To be clear, the design document which Joe is working on is only
addressing a new way of transforming a password or passphrase into a
key.  Previouly, we used PBKDF2 using a per-file system salt.  (Well,
that's what e4crypt used.  Android used a completely random key that
was protected by the user's pin or passphrase --- possibly stored in
ARM TrustZone on some handsets.)

The goal is to come up with something that works well with
single-signon (i.e., can be integrated into PAM), as well as removable
storage devices and directories that are protected by some passphrase
other than the user's login for those people who are especially
security conscious.  It should also handle the password change case.
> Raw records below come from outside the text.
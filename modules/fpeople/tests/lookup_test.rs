//! One-shot lookups against a canned provider, captured into a buffer.

mod common;

use fpeople::{run_lookup, Filter, FormattedResult, LookupError, LookupRequest, ResultWriter};
use serde_json::json;
use serpstack_client::SearchOverrides;

use common::{two_results, FakeSearcher};

fn request(name: &str) -> LookupRequest {
    LookupRequest {
        name: name.to_string(),
        ..Default::default()
    }
}

#[tokio::test]
async fn invalid_name_is_rejected_before_searching() {
    let dir = tempfile::tempdir().unwrap();
    let writer = ResultWriter::new(dir.path());
    let searcher = FakeSearcher::new(vec![]);
    let mut out = Vec::new();

    let err = run_lookup(&searcher, &writer, &request("  J "), &mut out)
        .await
        .unwrap_err();

    assert!(matches!(err, LookupError::InvalidName));
    assert!(searcher.calls().is_empty());
    assert!(out.is_empty());
}

#[tokio::test]
async fn provider_error_is_returned_and_nothing_is_printed() {
    let dir = tempfile::tempdir().unwrap();
    let writer = ResultWriter::new(dir.path());
    let searcher = FakeSearcher::new(vec![json!({
        "success": false,
        "error": {"code": 104, "type": "usage_limit_reached"}
    })]);
    let mut out = Vec::new();

    let mut req = request("Jane Doe");
    req.save = Some("jane".into());
    let err = run_lookup(&searcher, &writer, &req, &mut out)
        .await
        .unwrap_err();

    assert_eq!(err.to_string(), "search failed: usage_limit_reached");
    assert!(out.is_empty());
    assert_eq!(std::fs::read_dir(dir.path()).unwrap().count(), 0);
}

#[tokio::test]
async fn json_output_is_an_array_of_formatted_results() {
    let dir = tempfile::tempdir().unwrap();
    let writer = ResultWriter::new(dir.path());
    let searcher = FakeSearcher::new(vec![two_results()]);
    let mut out = Vec::new();

    let mut req = request(" Jane Doe ");
    req.json = true;
    req.overrides = SearchOverrides {
        region: Some("id".into()),
        ..Default::default()
    };
    let outcome = run_lookup(&searcher, &writer, &req, &mut out).await.unwrap();

    assert_eq!(searcher.calls()[0].0, "Jane Doe");
    assert_eq!(searcher.calls()[0].1.region.as_deref(), Some("id"));

    let printed: Vec<FormattedResult> = serde_json::from_slice(&out).unwrap();
    assert_eq!(printed, outcome.results);
    assert_eq!(printed.len(), 2);
    assert_eq!(printed[1].domain, "twitter.com");
    assert!(outcome.saved.is_none());
}

#[tokio::test]
async fn text_output_numbers_filtered_results() {
    let dir = tempfile::tempdir().unwrap();
    let writer = ResultWriter::new(dir.path());
    let searcher = FakeSearcher::new(vec![two_results()]);
    let mut out = Vec::new();

    let mut req = request("Jane Doe");
    req.filter = Filter {
        domain: Some("twitter".into()),
        keyword: None,
    };
    run_lookup(&searcher, &writer, &req, &mut out).await.unwrap();

    let text = String::from_utf8(out).unwrap();
    assert!(text.starts_with("1. Jane Doe (@jane)"), "{text}");
    assert!(!text.contains("LinkedIn"), "{text}");
}

#[tokio::test]
async fn empty_result_set_says_so() {
    let dir = tempfile::tempdir().unwrap();
    let writer = ResultWriter::new(dir.path());
    let searcher = FakeSearcher::new(vec![json!({"organic_results": []})]);
    let mut out = Vec::new();

    run_lookup(&searcher, &writer, &request("Jane Doe"), &mut out)
        .await
        .unwrap();

    assert_eq!(String::from_utf8(out).unwrap(), "No results found.\n");
}

#[tokio::test]
async fn save_writes_the_printed_results() {
    let dir = tempfile::tempdir().unwrap();
    let writer = ResultWriter::new(dir.path());
    let searcher = FakeSearcher::new(vec![two_results()]);
    let mut out = Vec::new();

    let mut req = request("Jane Doe");
    req.save = Some("jane".into());
    let outcome = run_lookup(&searcher, &writer, &req, &mut out).await.unwrap();

    let path = outcome.saved.expect("saved path");
    assert_eq!(path.parent(), Some(dir.path()));
    let written: Vec<FormattedResult> =
        serde_json::from_str(&std::fs::read_to_string(&path).unwrap()).unwrap();
    assert_eq!(written, outcome.results);
}

#[tokio::test]
async fn failed_save_is_an_error_after_printing() {
    let dir = tempfile::tempdir().unwrap();
    let writer = ResultWriter::new(dir.path().join("missing"));
    let searcher = FakeSearcher::new(vec![two_results()]);
    let mut out = Vec::new();

    let mut req = request("Jane Doe");
    req.save = Some("jane".into());
    let err = run_lookup(&searcher, &writer, &req, &mut out)
        .await
        .unwrap_err();

    assert!(matches!(err, LookupError::Persist(_)));
    assert!(!out.is_empty());
}
use serde::{Deserialize, Serialize};
use std::cell::RefCell;
use std::collections::BTreeMap;
use std::rc::Rc;

use crate::state::{EffectExpr, GoalState, PrecondExpr, WorldState};

/// Result of polling a running action.
#[derive(Debug, Clone, Copy, PartialEq, Eq, Serialize, Deserialize)]
pub enum ActionStatus {
    Running,
    Success,
    Failure,
}

/// A capability the agent can schedule.
///
/// The declarative surface (preconditions, effects, cost, commit policy)
/// drives the backward search; the lifecycle hooks drive execution. Hooks
/// default to the cheapest useful behavior so purely declarative actions
/// only implement the first three methods (or use [`StaticAction`]).
///
/// Goal-state arguments are the step's snapshot: the partial goal state
/// captured when the action was selected during search, carrying concrete
/// bindings for `Any` effects and resolved `Ref` preconditions.
pub trait Action {
    fn name(&self) -> &str;

    fn preconditions(&self) -> &BTreeMap<String, PrecondExpr>;

    fn effects(&self) -> &BTreeMap<String, EffectExpr>;

    fn cost(&self) -> f32 {
        1.0
    }

    /// When true (the default), effects are committed to the world only
    /// after the action exits successfully. When false, effects are
    /// committed immediately after `on_enter`, for actions whose outcome
    /// is established by external machinery while the step is running.
    fn apply_effects_on_exit(&self) -> bool {
        true
    }

    /// Runtime filter consulted during planning (`is_planning = true`) and
    /// again as part of each tick's validity check during execution.
    fn check_procedural_precondition(
        &self,
        _world: &WorldState,
        _goal_state: &GoalState,
        _is_planning: bool,
    ) -> bool {
        true
    }

    /// Called once when the step becomes active.
    fn on_enter(&mut self, _world: &mut WorldState, _goal_state: &GoalState) {}

    /// Polled each executor tick while the step is active.
    fn get_status(&mut self, _world: &mut WorldState, _goal_state: &GoalState) -> ActionStatus {
        ActionStatus::Success
    }

    /// Called once when the step leaves `Running`.
    fn on_exit(&mut self, _world: &mut WorldState, _goal_state: &GoalState) {}

    /// Wrap this action in the shared handle the planner registers.
    fn into_handle(self) -> ActionHandle
    where
        Self: Sized + 'static,
    {
        Rc::new(RefCell::new(self))
    }
}

/// Shared handle to a registered action.
///
/// The planner owns the registry and every plan step holds a handle to its
/// action, so stateful hooks (`&mut self`) work across the single-threaded
/// tick without the host juggling borrows.
pub type ActionHandle = Rc<RefCell<dyn Action>>;

/// Purely declarative action: all lifecycle hooks keep their defaults.
///
/// Covers the common case of actions whose execution is instantaneous
/// (`get_status` returns `Success` on the first poll) and also serves as a
/// building block in tests.
#[derive(Debug, Clone)]
pub struct StaticAction {
    name: String,
    preconditions: BTreeMap<String, PrecondExpr>,
    effects: BTreeMap<String, EffectExpr>,
    cost: f32,
    apply_effects_on_exit: bool,
}

impl StaticAction {
    pub fn new(name: impl Into<String>) -> Self {
        Self {
            name: name.into(),
            preconditions: BTreeMap::new(),
            effects: BTreeMap::new(),
            cost: 1.0,
            apply_effects_on_exit: true,
        }
    }

    pub fn with_precondition(
        mut self,
        key: impl Into<String>,
        expr: impl Into<PrecondExpr>,
    ) -> Self {
        self.preconditions.insert(key.into(), expr.into());
        self
    }

    pub fn with_effect(mut self, key: impl Into<String>, expr: impl Into<EffectExpr>) -> Self {
        self.effects.insert(key.into(), expr.into());
        self
    }

    pub fn with_cost(mut self, cost: f32) -> Self {
        self.cost = cost;
        self
    }

    /// Commit effects right after `on_enter` instead of on successful exit.
    pub fn with_immediate_effects(mut self) -> Self {
        self.apply_effects_on_exit = false;
        self
    }
}

impl Action for StaticAction {
    fn name(&self) -> &str {
        &self.name
    }

    fn preconditions(&self) -> &BTreeMap<String, PrecondExpr> {
        &self.preconditions
    }

    fn effects(&self) -> &BTreeMap<String, EffectExpr> {
        &self.effects
    }

    fn cost(&self) -> f32 {
        self.cost
    }

    fn apply_effects_on_exit(&self) -> bool {
        self.apply_effects_on_exit
    }
}

#[cfg(test)]
mod tests {
    use super::*;
    use crate::state::Value;

    #[test]
    fn builder_and_defaults() {
        let action = StaticAction::new("reload")
            .with_precondition("has_ammo", true)
            .with_effect("weapon_is_loaded", true);

        assert_eq!(action.name(), "reload");
        assert_eq!(action.cost(), 1.0);
        assert!(action.apply_effects_on_exit());
        assert_eq!(
            action.preconditions().get("has_ammo"),
            Some(&PrecondExpr::Value(Value::Bool(true)))
        );
        assert_eq!(
            action.effects().get("weapon_is_loaded"),
            Some(&EffectExpr::Value(Value::Bool(true)))
        );
    }

    #[test]
    fn default_status_is_success() {
        let mut action = StaticAction::new("noop");
        let mut world = WorldState::new();
        let snapshot = GoalState::new();
        assert_eq!(
            action.get_status(&mut world, &snapshot),
            ActionStatus::Success
        );
    }

    #[test]
    fn immediate_effects_flag() {
        let chase = StaticAction::new("chase")
            .with_effect("in_weapons_range", true)
            .with_immediate_effects();
        assert!(!chase.apply_effects_on_exit());
    }

    #[test]
    fn symbolic_effect_declaration() {
        let goto = StaticAction::new("go_to").with_effect("at_location", EffectExpr::Any);
        assert_eq!(goto.effects().get("at_location"), Some(&EffectExpr::Any));
    }
}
It probably won't cover key recovery initially (that's probably more
of a V2 or V3 thing), but the design should accomodate that.

> Do you also plan to address d/page cache related issues?
> i.e. when two users are logged into the system user rw
> is able to see decrypted file names and contents in /home/dags/
> if user dags installs a key and accessed a file.
> 
> Or files in /home/dags/ are still readable even after
> user dags purged the key.
> 
> The tool could play games with CLONE_NEWNS to hide directories.
> To provide a correct "logout" we could expose shrink_dcache_parent()
> to usespace such that the emerging tool can purge the key and flush
> the dcache on the encrypted directory. But I fear exposing shrink_dcache_parent()
> is not a good idea. :-)

Right now, the best thing I can suggest is "echo 3 >
/proc/sys/vm/drop_caches" in executed PAM module on when the user
terminates their login session.  If you're really paranoid, make sure
all processes running under the user's pid are terminated with extreme
prejudice first.

We don't have a good solution for a high security directory (e.g.,
$HOME/bitcoin) where you want to drop its keys and cached data in the
middle of a user login session today.  The drop_caches solution
doesn't work well on a time sharing system since it drops *all*
caches.  Also, if you have anything keeping pages or file descriptors,
etc., pinned, the drop_cache solution won't address that either.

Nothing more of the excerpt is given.